[Records for the exercise]
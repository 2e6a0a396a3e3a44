use thiserror::Error;

#[derive(Debug, Error)]
pub enum CryptoError {
    #[error("no key registered for signer {0}")]
    UnknownSigner(String),

    #[error("signature verification failed: {0}")]
    InvalidSignature(String),

    #[error("malformed key material: {0}")]
    InvalidKey(String),

    #[error("malformed signature encoding: {0}")]
    InvalidEncoding(String),

    #[error("insufficient shares to aggregate: have {have}, need {need}")]
    InsufficientShares { have: usize, need: usize },

    #[error("conflict evidence is incomplete: {0}")]
    IncompleteEvidence(String),
}
//! The opaque crypto collaborator consumed by the gossip core.

use std::collections::{BTreeSet, HashMap};

use blst::min_pk::{PublicKey, SecretKey};
use ed25519_dalek::VerifyingKey;

use ctgossip_types::{GossipObject, Phase, SignatureScheme, ThresholdParams, WireType};

use crate::error::CryptoError;
use crate::sign::verify_signature;
use crate::threshold::{aggregate_shares, sign_share, verify_aggregate, verify_share};

/// Crypto operations the gossip core depends on. The core never inspects key
/// material directly; it hands objects and messages to this service.
pub trait CryptoService: Send + Sync {
    /// This node's signer identity (its gossiper URL).
    fn self_id(&self) -> &str;

    /// Verify an object's signature(s) against its declared signer,
    /// dispatching on the object's crypto-scheme tag.
    fn verify(&self, obj: &GossipObject) -> Result<(), CryptoError>;

    /// Produce this node's threshold-signature share over `message`.
    fn sign_share(&self, message: &[u8]) -> Result<String, CryptoError>;

    /// Verify `(signer, share)` pairs individually and aggregate them into a
    /// threshold signature over `message`. Fails without producing a partial
    /// result if any share is invalid or the quorum is short.
    fn aggregate(
        &self,
        message: &[u8],
        shares: &[(String, String)],
    ) -> Result<String, CryptoError>;
}

/// Key material for one gossiper: its own BLS secret, the Ed25519 keys of the
/// authorities whose claims it accepts, and the BLS public keys of every
/// gossiper in the deployment.
///
/// Read-only after construction; requires no locking.
pub struct Keyring {
    self_url: String,
    params: ThresholdParams,
    bls_secret: SecretKey,
    authority_keys: HashMap<String, VerifyingKey>,
    gossiper_keys: HashMap<String, PublicKey>,
}

impl Keyring {
    pub fn new(self_url: impl Into<String>, params: ThresholdParams, bls_secret: SecretKey) -> Self {
        Self {
            self_url: self_url.into(),
            params,
            bls_secret,
            authority_keys: HashMap::new(),
            gossiper_keys: HashMap::new(),
        }
    }

    /// Register an authority's (CA or log server) Ed25519 verifying key.
    pub fn with_authority(mut self, url: impl Into<String>, key: VerifyingKey) -> Self {
        self.authority_keys.insert(url.into(), key);
        self
    }

    /// Register a gossiper's BLS public key (including this node's own).
    pub fn with_gossiper(mut self, url: impl Into<String>, key: PublicKey) -> Self {
        self.gossiper_keys.insert(url.into(), key);
        self
    }

    pub fn params(&self) -> ThresholdParams {
        self.params
    }

    fn authority_key(&self, signer: &str) -> Result<&VerifyingKey, CryptoError> {
        self.authority_keys
            .get(signer)
            .ok_or_else(|| CryptoError::UnknownSigner(signer.to_string()))
    }

    fn gossiper_key(&self, signer: &str) -> Result<&PublicKey, CryptoError> {
        self.gossiper_keys
            .get(signer)
            .ok_or_else(|| CryptoError::UnknownSigner(signer.to_string()))
    }

    /// Verify conflict evidence: both signatures must come from the accused
    /// signer's key, each over its own payload slot, and must differ.
    fn verify_conflict(&self, obj: &GossipObject) -> Result<(), CryptoError> {
        let key = self.authority_key(&obj.signer)?;
        let second = obj
            .second_signature
            .as_deref()
            .ok_or_else(|| CryptoError::IncompleteEvidence("missing second signature".into()))?;
        if obj.signature == second {
            return Err(CryptoError::IncompleteEvidence(
                "conflicting signatures are identical".into(),
            ));
        }
        if !verify_signature(obj.payload[1].as_bytes(), &obj.signature, key) {
            return Err(CryptoError::InvalidSignature(
                "first conflicting signature".into(),
            ));
        }
        if !verify_signature(obj.payload[2].as_bytes(), second, key) {
            return Err(CryptoError::InvalidSignature(
                "second conflicting signature".into(),
            ));
        }
        Ok(())
    }
}

impl CryptoService for Keyring {
    fn self_id(&self) -> &str {
        &self.self_url
    }

    fn verify(&self, obj: &GossipObject) -> Result<(), CryptoError> {
        match obj.scheme {
            SignatureScheme::Ed25519 if obj.wire_type == WireType::ConInit => {
                self.verify_conflict(obj)
            }
            SignatureScheme::Ed25519 => {
                let key = self.authority_key(&obj.signer)?;
                if verify_signature(&obj.signed_message(), &obj.signature, key) {
                    Ok(())
                } else {
                    Err(CryptoError::InvalidSignature(format!(
                        "{} claim from {}",
                        obj.wire_type, obj.signer
                    )))
                }
            }
            SignatureScheme::Bls => match obj.wire_type.phase() {
                Phase::Frag => {
                    let key = self.gossiper_key(&obj.signer)?;
                    verify_share(&obj.signed_message(), &obj.signature, key)
                }
                Phase::Full => {
                    let distinct: BTreeSet<&String> = obj.co_signers.iter().collect();
                    if distinct.len() < self.params.threshold {
                        return Err(CryptoError::InsufficientShares {
                            have: distinct.len(),
                            need: self.params.threshold,
                        });
                    }
                    let keys: Vec<&PublicKey> = distinct
                        .into_iter()
                        .map(|s| self.gossiper_key(s))
                        .collect::<Result<_, _>>()?;
                    verify_aggregate(&obj.signed_message(), &obj.signature, &keys)
                }
                Phase::Init => Err(CryptoError::InvalidSignature(
                    "BLS scheme is not valid for INIT objects".into(),
                )),
            },
        }
    }

    fn sign_share(&self, message: &[u8]) -> Result<String, CryptoError> {
        Ok(sign_share(message, &self.bls_secret))
    }

    fn aggregate(
        &self,
        message: &[u8],
        shares: &[(String, String)],
    ) -> Result<String, CryptoError> {
        let mut seen = BTreeSet::new();
        let mut unique = Vec::new();
        for (signer, share) in shares {
            if seen.insert(signer.as_str()) {
                unique.push((signer, share));
            }
        }
        if unique.len() < self.params.threshold {
            return Err(CryptoError::InsufficientShares {
                have: unique.len(),
                need: self.params.threshold,
            });
        }
        for (signer, share) in &unique {
            verify_share(message, share, self.gossiper_key(signer)?)?;
        }
        let hexes: Vec<String> = unique.iter().map(|(_, s)| (*s).clone()).collect();
        aggregate_shares(&hexes)
    }
}

#[cfg(test)]
mod tests {
    use super::*;
    use crate::keys::{bls_keypair_from_seed, ed25519_keypair_from_seed};
    use crate::sign::sign_message;

    const LOG: &str = "https://log.example";
    const G1: &str = "https://gossiper-1.example";
    const G2: &str = "https://gossiper-2.example";

    fn keyring() -> (Keyring, ed25519_dalek::SigningKey, SecretKey, SecretKey) {
        let (log_sk, log_pk) = ed25519_keypair_from_seed(&[1u8; 32]);
        let (g1_sk, g1_pk) = bls_keypair_from_seed(&[2u8; 32]).unwrap();
        let (g2_sk, g2_pk) = bls_keypair_from_seed(&[3u8; 32]).unwrap();
        let params = ThresholdParams::new(2, 2).unwrap();
        let ring_sk = bls_keypair_from_seed(&[2u8; 32]).unwrap().0;
        let ring = Keyring::new(G1, params, ring_sk)
            .with_authority(LOG, log_pk)
            .with_gossiper(G1, g1_pk)
            .with_gossiper(G2, g2_pk);
        (ring, log_sk, g1_sk, g2_sk)
    }

    fn init_obj(log_sk: &ed25519_dalek::SigningKey, content: &str) -> GossipObject {
        let mut obj = GossipObject {
            app: "ct".into(),
            period: "p1".into(),
            wire_type: WireType::SthInit,
            signer: LOG.into(),
            co_signers: Vec::new(),
            signature: String::new(),
            second_signature: None,
            timestamp: 1,
            scheme: SignatureScheme::Ed25519,
            payload: [LOG.into(), content.into(), String::new()],
        };
        obj.signature = sign_message(&obj.signed_message(), log_sk);
        obj
    }

    #[test]
    fn verifies_valid_init_claim() {
        let (ring, log_sk, _, _) = keyring();
        let obj = init_obj(&log_sk, "head-1");
        assert!(ring.verify(&obj).is_ok());
    }

    #[test]
    fn rejects_tampered_init_claim() {
        let (ring, log_sk, _, _) = keyring();
        let mut obj = init_obj(&log_sk, "head-1");
        obj.payload[1] = "head-tampered".into();
        assert!(ring.verify(&obj).is_err());
    }

    #[test]
    fn rejects_unknown_authority() {
        let (ring, log_sk, _, _) = keyring();
        let mut obj = init_obj(&log_sk, "head-1");
        obj.signer = "https://stranger.example".into();
        assert!(matches!(
            ring.verify(&obj),
            Err(CryptoError::UnknownSigner(_))
        ));
    }

    #[test]
    fn verifies_share_and_aggregate_round() {
        let (ring, log_sk, g1_sk, g2_sk) = keyring();
        let init = init_obj(&log_sk, "head-1");
        let msg = init.signed_message();

        let share1 = sign_share(&msg, &g1_sk);
        let share2 = sign_share(&msg, &g2_sk);

        let mut frag = init.clone();
        frag.wire_type = WireType::SthFrag;
        frag.signer = G1.into();
        frag.scheme = SignatureScheme::Bls;
        frag.signature = share1.clone();
        assert!(ring.verify(&frag).is_ok());

        let agg = ring
            .aggregate(&msg, &[(G1.into(), share1), (G2.into(), share2)])
            .unwrap();

        let mut full = init.clone();
        full.wire_type = WireType::SthFull;
        full.scheme = SignatureScheme::Bls;
        full.signature = agg;
        full.co_signers = vec![G1.into(), G2.into()];
        assert!(ring.verify(&full).is_ok());
    }

    #[test]
    fn aggregate_requires_quorum_of_distinct_signers() {
        let (ring, log_sk, g1_sk, _) = keyring();
        let msg = init_obj(&log_sk, "head-1").signed_message();
        let share1 = sign_share(&msg, &g1_sk);

        // One signer repeated does not meet T = 2.
        let err = ring
            .aggregate(
                &msg,
                &[(G1.into(), share1.clone()), (G1.into(), share1)],
            )
            .unwrap_err();
        assert!(matches!(err, CryptoError::InsufficientShares { have: 1, need: 2 }));
    }

    #[test]
    fn aggregate_rejects_bad_share_without_partial_result() {
        let (ring, log_sk, g1_sk, _) = keyring();
        let msg = init_obj(&log_sk, "head-1").signed_message();
        let good = sign_share(&msg, &g1_sk);
        let bad = sign_share(b"some other message", &g1_sk);
        assert!(ring
            .aggregate(&msg, &[(G1.into(), good), (G2.into(), bad)])
            .is_err());
    }

    #[test]
    fn full_with_short_signer_list_is_rejected() {
        let (ring, log_sk, g1_sk, _) = keyring();
        let init = init_obj(&log_sk, "head-1");
        let mut full = init.clone();
        full.wire_type = WireType::SthFull;
        full.scheme = SignatureScheme::Bls;
        full.signature = sign_share(&init.signed_message(), &g1_sk);
        full.co_signers = vec![G1.into()];
        assert!(matches!(
            ring.verify(&full),
            Err(CryptoError::InsufficientShares { .. })
        ));
    }

    #[test]
    fn conflict_evidence_verifies_both_signatures() {
        let (ring, log_sk, _, _) = keyring();
        let msg_a = "u\0head-a\0";
        let msg_b = "u\0head-b\0";
        let con = GossipObject {
            app: "ct".into(),
            period: "p1".into(),
            wire_type: WireType::ConInit,
            signer: LOG.into(),
            co_signers: Vec::new(),
            signature: sign_message(msg_a.as_bytes(), &log_sk),
            second_signature: Some(sign_message(msg_b.as_bytes(), &log_sk)),
            timestamp: 1,
            scheme: SignatureScheme::Ed25519,
            payload: [LOG.into(), msg_a.into(), msg_b.into()],
        };
        assert!(ring.verify(&con).is_ok());

        let mut identical = con.clone();
        identical.second_signature = Some(identical.signature.clone());
        identical.payload[2] = msg_a.into();
        assert!(ring.verify(&identical).is_err());

        let mut missing = con;
        missing.second_signature = None;
        assert!(matches!(
            ring.verify(&missing),
            Err(CryptoError::IncompleteEvidence(_))
        ));
    }
}
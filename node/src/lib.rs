//! The gossiper node: configuration, HTTP server, and the periodic sweep and
//! snapshot tasks wrapped around the gossip engine.

pub mod config;
pub mod error;
pub mod logging;
pub mod node;
pub mod server;
pub mod snapshot;

pub use config::{GossiperConfig, KeyEntry};
pub use error::NodeError;
pub use logging::{init_logging, LogFormat};
pub use node::GossipNode;
pub use server::{router, AppState, StatusResponse};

[Required action]
If a line in the records holds the string "over", copy it.

[Exercise answer]
    /// Produce this node's threshold-signature share over `message`.
    /// threshold signature over `message`. Fails without producing a partial
    /// signer's key, each over its own payload slot, and must differ.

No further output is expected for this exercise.